__What this task involves__: Write out all entries word for word.

[Collected data entries]
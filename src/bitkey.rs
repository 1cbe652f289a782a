//! BitKey：定宽位向量
//!
//! 用于表示一组列 / 度量的序号集合（星内局部位置或 Galaxy 全局序号）。
//! 按 u64 字存储；两个宽度不同的 key 做运算时，缺失的字视为 0，
//! 结果宽度取较大者。

use std::fmt;

const WORD_BITS: usize = 64;

#[derive(Clone, PartialEq, Eq, Hash, Default)]
pub struct BitKey {
    words: Vec<u64>,
    size:  usize,
}

impl BitKey {
    pub fn new(size: usize) -> Self {
        Self { words: vec![0u64; (size + WORD_BITS - 1) / WORD_BITS], size }
    }

    /// 由若干位置构造
    pub fn from_positions(size: usize, positions: impl IntoIterator<Item = usize>) -> Self {
        let mut key = Self::new(size);
        for p in positions {
            key.set(p);
        }
        key
    }

    pub fn size(&self) -> usize { self.size }

    /// 同宽度的空 key
    pub fn empty_copy(&self) -> Self { Self::new(self.size) }

    /// 超出宽度的位置会 panic，与切片下标一致
    pub fn set(&mut self, pos: usize) {
        assert!(pos < self.size, "bit {pos} out of range for BitKey of size {}", self.size);
        self.words[pos / WORD_BITS] |= 1u64 << (pos % WORD_BITS);
    }

    pub fn clear(&mut self, pos: usize) {
        if pos < self.size {
            self.words[pos / WORD_BITS] &= !(1u64 << (pos % WORD_BITS));
        }
    }

    pub fn get(&self, pos: usize) -> bool {
        pos < self.size && self.words[pos / WORD_BITS] & (1u64 << (pos % WORD_BITS)) != 0
    }

    pub fn is_empty(&self) -> bool { self.words.iter().all(|w| *w == 0) }

    pub fn cardinality(&self) -> usize {
        self.words.iter().map(|w| w.count_ones() as usize).sum()
    }

    fn zip_with(&self, other: &BitKey, f: impl Fn(u64, u64) -> u64) -> BitKey {
        let n = self.words.len().max(other.words.len());
        let words = (0..n)
            .map(|i| {
                let a = self.words.get(i).copied().unwrap_or(0);
                let b = other.words.get(i).copied().unwrap_or(0);
                f(a, b)
            })
            .collect();
        BitKey { words, size: self.size.max(other.size) }
    }

    pub fn or(&self, other: &BitKey)     -> BitKey { self.zip_with(other, |a, b| a | b) }
    pub fn and(&self, other: &BitKey)    -> BitKey { self.zip_with(other, |a, b| a & b) }
    pub fn and_not(&self, other: &BitKey) -> BitKey { self.zip_with(other, |a, b| a & !b) }

    /// self ⊇ other
    pub fn is_superset_of(&self, other: &BitKey) -> bool {
        other.words.iter().enumerate().all(|(i, b)| {
            let a = self.words.get(i).copied().unwrap_or(0);
            b & !a == 0
        })
    }

    pub fn intersects(&self, other: &BitKey) -> bool {
        self.words.iter().zip(other.words.iter()).any(|(a, b)| a & b != 0)
    }

    /// 忽略宽度差异，只比较置位集合
    pub fn same_bits(&self, other: &BitKey) -> bool {
        self.is_superset_of(other) && other.is_superset_of(self)
    }

    /// 升序遍历已置位的位置
    pub fn iter(&self) -> impl Iterator<Item = usize> + '_ {
        self.words.iter().enumerate().flat_map(|(wi, &w)| {
            let mut rest = w;
            std::iter::from_fn(move || {
                if rest == 0 {
                    return None;
                }
                let tz = rest.trailing_zeros() as usize;
                rest &= rest - 1;
                Some(wi * WORD_BITS + tz)
            })
        })
    }
}

impl fmt::Display for BitKey {
    fn fmt(&self, f: &mut fmt::Formatter<'_>) -> fmt::Result {
        write!(f, "{{")?;
        for (i, pos) in self.iter().enumerate() {
            if i > 0 {
                write!(f, ", ")?;
            }
            write!(f, "{pos}")?;
        }
        write!(f, "}}")
    }
}

impl fmt::Debug for BitKey {
    fn fmt(&self, f: &mut fmt::Formatter<'_>) -> fmt::Result {
        write!(f, "BitKey{}/{}", self, self.size)
    }
}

__Written solution__:
filename src/bitkey.rs
repository 1cbe652f289a782a
//! BitKey：定宽位向量
//!
//! 用于表示一组列 / 度量的序号集合（星内局部位置或 Galaxy 全局序号）。
//! 按 u64 字存储；两个宽度不同的 key 做运算时，缺失的字视为 0，
//! 结果宽度取较大者。

use std::fmt;

const WORD_BITS: usize = 64;

#[derive(Clone, PartialEq, Eq, Hash, Default)]
pub struct BitKey {
    words: Vec<u64>,
    size:  usize,
}

impl BitKey {
    pub fn new(size: usize) -> Self {
        Self { words: vec![0u64; (size + WORD_BITS - 1) / WORD_BITS], size }
    }

    /// 由若干位置构造
    pub fn from_positions(size: usize, positions: impl IntoIterator<Item = usize>) -> Self {
        let mut key = Self::new(size);
        for p in positions {
            key.set(p);
        }
        key
    }

    pub fn size(&self) -> usize { self.size }

    /// 同宽度的空 key
    pub fn empty_copy(&self) -> Self { Self::new(self.size) }

    /// 超出宽度的位置会 panic，与切片下标一致
    pub fn set(&mut self, pos: usize) {
        assert!(pos < self.size, "bit {pos} out of range for BitKey of size {}", self.size);
        self.words[pos / WORD_BITS] |= 1u64 << (pos % WORD_BITS);
    }

    pub fn clear(&mut self, pos: usize) {
        if pos < self.size {
            self.words[pos / WORD_BITS] &= !(1u64 << (pos % WORD_BITS));
        }
    }

    pub fn get(&self, pos: usize) -> bool {
        pos < self.size && self.words[pos / WORD_BITS] & (1u64 << (pos % WORD_BITS)) != 0
    }

    pub fn is_empty(&self) -> bool { self.words.iter().all(|w| *w == 0) }

    pub fn cardinality(&self) -> usize {
        self.words.iter().map(|w| w.count_ones() as usize).sum()
    }

    fn zip_with(&self, other: &BitKey, f: impl Fn(u64, u64) -> u64) -> BitKey {
        let n = self.words.len().max(other.words.len());
        let words = (0..n)
            .map(|i| {
                let a = self.words.get(i).copied().unwrap_or(0);
                let b = other.words.get(i).copied().unwrap_or(0);
                f(a, b)
            })
            .collect();
        BitKey { words, size: self.size.max(other.size) }
    }

    pub fn or(&self, other: &BitKey)     -> BitKey { self.zip_with(other, |a, b| a | b) }
    pub fn and(&self, other: &BitKey)    -> BitKey { self.zip_with(other, |a, b| a & b) }
    pub fn and_not(&self, other: &BitKey) -> BitKey { self.zip_with(other, |a, b| a & !b) }

    /// self ⊇ other
    pub fn is_superset_of(&self, other: &BitKey) -> bool {
        other.words.iter().enumerate().all(|(i, b)| {
            let a = self.words.get(i).copied().unwrap_or(0);
            b & !a == 0
        })
    }

    pub fn intersects(&self, other: &BitKey) -> bool {
        self.words.iter().zip(other.words.iter()).any(|(a, b)| a & b != 0)
    }

    /// 忽略宽度差异，只比较置位集合
    pub fn same_bits(&self, other: &BitKey) -> bool {
        self.is_superset_of(other) && other.is_superset_of(self)
    }

    /// 升序遍历已置位的位置
    pub fn iter(&self) -> impl Iterator<Item = usize> + '_ {
        self.words.iter().enumerate().flat_map(|(wi, &w)| {
            let mut rest = w;
            std::iter::from_fn(move || {
                if rest == 0 {
                    return None;
                }
                let tz = rest.trailing_zeros() as usize;
                rest &= rest - 1;
                Some(wi * WORD_BITS + tz)
            })
        })
    }
}

impl fmt::Display for BitKey {
    fn fmt(&self, f: &mut fmt::Formatter<'_>) -> fmt::Result {
        write!(f, "{{")?;
        for (i, pos) in self.iter().enumerate() {
            if i > 0 {
                write!(f, ", ")?;
            }
            write!(f, "{pos}")?;
        }
        write!(f, "}}")
    }
}

impl fmt::Debug for BitKey {
    fn fmt(&self, f: &mut fmt::Formatter<'_>) -> fmt::Result {
        write!(f, "BitKey{}/{}", self, self.size)
    }
}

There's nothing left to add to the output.